▽

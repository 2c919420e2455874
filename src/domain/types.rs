//! Strongly-typed value objects used by domain entities.
//!
//! These wrappers enforce basic invariants (e.g., positive identifiers,
//! trimmed non-empty names, known pay types) so that once a value reaches the
//! domain layer it can be treated as trusted.
use std::fmt::{Display, Formatter};
use std::ops::Deref;
use std::str::FromStr;

use chrono::{DateTime, NaiveDate, NaiveDateTime};
use serde::{Deserialize, Serialize};
use thiserror::Error;
use validator::ValidateEmail;

/// Errors produced when attempting to construct a constrained value object.
#[derive(Debug, Error, PartialEq, Eq)]
pub enum TypeConstraintError {
    /// Provided identifier is zero or negative.
    #[error("id must be greater than zero")]
    NonPositiveId,
    /// Provided email failed format validation.
    #[error("invalid email address")]
    InvalidEmail,
    /// Provided string contained no non-whitespace characters.
    #[error("value cannot be empty")]
    EmptyString,
    /// Provided date could not be parsed.
    #[error("invalid date: {0}")]
    InvalidDate(String),
    /// Provided attachment payload was not valid base64.
    #[error("invalid attachment payload for {0}")]
    InvalidPayload(String),
    /// Provided value failed custom validation.
    #[error("invalid value: {0}")]
    InvalidValue(String),
}

/// Macro to generate lightweight newtypes for positive identifiers.
macro_rules! id_newtype {
    ($name:ident, $doc:expr) => {
        #[doc = $doc]
        #[derive(Clone, Copy, Debug, Serialize, Deserialize, PartialEq, Eq, Hash, PartialOrd, Ord)]
        pub struct $name(i32);

        impl $name {
            /// Creates a new identifier ensuring it is greater than zero.
            pub fn new(value: i32) -> Result<Self, TypeConstraintError> {
                if value > 0 {
                    Ok(Self(value))
                } else {
                    Err(TypeConstraintError::NonPositiveId)
                }
            }

            /// Returns the raw `i32` backing this identifier.
            pub const fn get(self) -> i32 {
                self.0
            }
        }

        impl Display for $name {
            fn fmt(&self, f: &mut Formatter<'_>) -> std::fmt::Result {
                write!(f, "{}", self.0)
            }
        }

        impl FromStr for $name {
            type Err = TypeConstraintError;

            fn from_str(s: &str) -> Result<Self, Self::Err> {
                let value = s
                    .trim()
                    .parse::<i32>()
                    .map_err(|_| TypeConstraintError::InvalidValue(s.to_string()))?;
                Self::new(value)
            }
        }

        impl TryFrom<i32> for $name {
            type Error = TypeConstraintError;

            fn try_from(value: i32) -> Result<Self, Self::Error> {
                Self::new(value)
            }
        }

        impl From<$name> for i32 {
            fn from(value: $name) -> Self {
                value.0
            }
        }
    };
}

id_newtype!(ClientDetailId, "Unique identifier for a client-details record.");
id_newtype!(ClientId, "Unique identifier for a client.");
id_newtype!(StateId, "Unique identifier for a state.");
id_newtype!(AttachmentId, "Unique identifier for a persisted attachment.");

macro_rules! non_empty_string_newtype {
    ($name:ident, $doc:expr) => {
        #[doc = $doc]
        #[derive(Clone, Debug, Serialize, Deserialize, PartialEq, Eq, PartialOrd, Ord, Hash)]
        pub struct $name(String);

        impl $name {
            /// Constructs a trimmed, non-empty value.
            pub fn new<S: Into<String>>(value: S) -> Result<Self, TypeConstraintError> {
                let trimmed = value.into().trim().to_string();
                if trimmed.is_empty() {
                    return Err(TypeConstraintError::EmptyString);
                }
                Ok(Self(trimmed))
            }

            /// Borrow the value as a string slice.
            pub fn as_str(&self) -> &str {
                &self.0
            }

            /// Consume the wrapper and return the owned string.
            pub fn into_inner(self) -> String {
                self.0
            }
        }

        impl Deref for $name {
            type Target = str;

            fn deref(&self) -> &Self::Target {
                &self.0
            }
        }

        impl Display for $name {
            fn fmt(&self, f: &mut Formatter<'_>) -> std::fmt::Result {
                write!(f, "{}", self.0)
            }
        }

        impl TryFrom<String> for $name {
            type Error = TypeConstraintError;

            fn try_from(value: String) -> Result<Self, Self::Error> {
                Self::new(value)
            }
        }

        impl TryFrom<&str> for $name {
            type Error = TypeConstraintError;

            fn try_from(value: &str) -> Result<Self, Self::Error> {
                Self::new(value)
            }
        }

        impl From<$name> for String {
            fn from(value: $name) -> Self {
                value.0
            }
        }
    };
}

non_empty_string_newtype!(PersonName, "Record holder name enforcing non-empty values.");
non_empty_string_newtype!(Gender, "Gender label enforcing non-empty values.");
non_empty_string_newtype!(ReferenceName, "Display name of a client or a state.");
non_empty_string_newtype!(
    AttachmentName,
    "Attachment file name enforcing trimmed, non-empty values."
);

/// Trimmed email address that passed format validation.
///
/// The backend stores addresses verbatim, so no case normalisation happens.
#[derive(Clone, Debug, Serialize, Deserialize, PartialEq, Eq, Hash)]
pub struct RecordEmail(String);

impl RecordEmail {
    /// Validates an email string.
    pub fn new<S: Into<String>>(email: S) -> Result<Self, TypeConstraintError> {
        let trimmed = email.into().trim().to_string();
        if trimmed.validate_email() {
            Ok(Self(trimmed))
        } else {
            Err(TypeConstraintError::InvalidEmail)
        }
    }

    /// Borrow the email as a `&str`.
    pub fn as_str(&self) -> &str {
        &self.0
    }
}

impl Display for RecordEmail {
    fn fmt(&self, f: &mut Formatter<'_>) -> std::fmt::Result {
        write!(f, "{}", self.0)
    }
}

/// Compensation scheme of a record.
#[derive(Clone, Copy, Debug, Default, Serialize, Deserialize, PartialEq, Eq, Hash)]
#[serde(rename_all = "lowercase")]
pub enum PayType {
    #[default]
    Hourly,
    Percentage,
}

impl PayType {
    /// Wire representation used by the backend.
    pub const fn as_str(self) -> &'static str {
        match self {
            PayType::Hourly => "hourly",
            PayType::Percentage => "percentage",
        }
    }
}

impl Display for PayType {
    fn fmt(&self, f: &mut Formatter<'_>) -> std::fmt::Result {
        f.write_str(self.as_str())
    }
}

impl FromStr for PayType {
    type Err = TypeConstraintError;

    fn from_str(s: &str) -> Result<Self, Self::Err> {
        match s.trim().to_ascii_lowercase().as_str() {
            "hourly" => Ok(PayType::Hourly),
            "percentage" => Ok(PayType::Percentage),
            other => Err(TypeConstraintError::InvalidValue(format!(
                "unknown pay type `{other}`"
            ))),
        }
    }
}

/// Ordered, duplicate-free selection of states.
///
/// The backend keeps the selection denormalised as `"1,2,3"`.
#[derive(Clone, Debug, Default, Serialize, Deserialize, PartialEq, Eq)]
pub struct StateSelection(Vec<StateId>);

impl StateSelection {
    /// Builds a selection keeping the first occurrence of every id.
    pub fn new(ids: impl IntoIterator<Item = StateId>) -> Self {
        let mut selected: Vec<StateId> = Vec::new();
        for id in ids {
            if !selected.contains(&id) {
                selected.push(id);
            }
        }
        Self(selected)
    }

    /// Parses the comma-joined wire representation, ignoring blank segments.
    pub fn parse(raw: &str) -> Result<Self, TypeConstraintError> {
        let ids = raw
            .split(',')
            .map(str::trim)
            .filter(|segment| !segment.is_empty())
            .map(StateId::from_str)
            .collect::<Result<Vec<_>, _>>()?;
        Ok(Self::new(ids))
    }

    /// Flattens the selection into the comma-joined wire representation.
    pub fn joined(&self) -> String {
        self.0
            .iter()
            .map(|id| id.to_string())
            .collect::<Vec<_>>()
            .join(",")
    }

    pub fn ids(&self) -> &[StateId] {
        &self.0
    }

    pub fn is_empty(&self) -> bool {
        self.0.is_empty()
    }
}

/// Column the listing can be ordered by.
#[derive(Clone, Copy, Debug, Default, Serialize, Deserialize, PartialEq, Eq)]
pub enum SortColumn {
    #[default]
    #[serde(rename = "name")]
    Name,
    #[serde(rename = "email")]
    Email,
    #[serde(rename = "client")]
    Client,
    #[serde(rename = "yearsOfExperience")]
    YearsOfExperience,
    #[serde(rename = "gender")]
    Gender,
    #[serde(rename = "rate")]
    Rate,
}

impl SortColumn {
    pub const fn as_str(self) -> &'static str {
        match self {
            SortColumn::Name => "name",
            SortColumn::Email => "email",
            SortColumn::Client => "client",
            SortColumn::YearsOfExperience => "yearsOfExperience",
            SortColumn::Gender => "gender",
            SortColumn::Rate => "rate",
        }
    }
}

impl FromStr for SortColumn {
    type Err = TypeConstraintError;

    fn from_str(s: &str) -> Result<Self, Self::Err> {
        match s.trim() {
            "name" => Ok(SortColumn::Name),
            "email" => Ok(SortColumn::Email),
            "client" => Ok(SortColumn::Client),
            "yearsOfExperience" => Ok(SortColumn::YearsOfExperience),
            "gender" => Ok(SortColumn::Gender),
            "rate" => Ok(SortColumn::Rate),
            other => Err(TypeConstraintError::InvalidValue(format!(
                "unknown sort column `{other}`"
            ))),
        }
    }
}

/// Direction of the listing order.
#[derive(Clone, Copy, Debug, Default, Serialize, Deserialize, PartialEq, Eq)]
#[serde(rename_all = "lowercase")]
pub enum SortDirection {
    #[default]
    Asc,
    Desc,
}

impl SortDirection {
    pub const fn as_str(self) -> &'static str {
        match self {
            SortDirection::Asc => "asc",
            SortDirection::Desc => "desc",
        }
    }

    /// Direction a header click switches to.
    pub const fn toggled(self) -> Self {
        match self {
            SortDirection::Asc => SortDirection::Desc,
            SortDirection::Desc => SortDirection::Asc,
        }
    }

    /// Anything other than `asc`/`desc` (including a cleared sort) means ascending.
    pub fn from_optional(value: Option<&str>) -> Self {
        match value.map(str::trim) {
            Some("desc") => SortDirection::Desc,
            _ => SortDirection::Asc,
        }
    }
}

/// Parses the date part of a backend or form date value.
///
/// Accepts RFC 3339 timestamps, naive timestamps and plain `YYYY-MM-DD` dates.
pub fn parse_date(value: &str) -> Result<NaiveDate, TypeConstraintError> {
    let trimmed = value.trim();
    if let Ok(timestamp) = DateTime::parse_from_rfc3339(trimmed) {
        return Ok(timestamp.date_naive());
    }
    if let Ok(timestamp) = NaiveDateTime::parse_from_str(trimmed, "%Y-%m-%dT%H:%M:%S%.f") {
        return Ok(timestamp.date());
    }
    NaiveDate::parse_from_str(trimmed, "%Y-%m-%d")
        .map_err(|_| TypeConstraintError::InvalidDate(trimmed.to_string()))
}

/// Canonical timestamp string sent to the backend for a date field.
pub fn to_wire_timestamp(date: NaiveDate) -> String {
    date.and_time(chrono::NaiveTime::MIN)
        .and_utc()
        .format("%Y-%m-%dT%H:%M:%S%.3fZ")
        .to_string()
}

△

The lines from the one containing "pub fn parse_date(value: &str)" to the final line of the listing above must be set down exactly, both included.

pub fn parse_date(value: &str) -> Result<NaiveDate, TypeConstraintError> {
    let trimmed = value.trim();
    if let Ok(timestamp) = DateTime::parse_from_rfc3339(trimmed) {
        return Ok(timestamp.date_naive());
    }
    if let Ok(timestamp) = NaiveDateTime::parse_from_str(trimmed, "%Y-%m-%dT%H:%M:%S%.f") {
        return Ok(timestamp.date());
    }
    NaiveDate::parse_from_str(trimmed, "%Y-%m-%d")
        .map_err(|_| TypeConstraintError::InvalidDate(trimmed.to_string()))
}

/// Canonical timestamp string sent to the backend for a date field.
pub fn to_wire_timestamp(date: NaiveDate) -> String {
    date.and_time(chrono::NaiveTime::MIN)
        .and_utc()
        .format("%Y-%m-%dT%H:%M:%S%.3fZ")
        .to_string()
}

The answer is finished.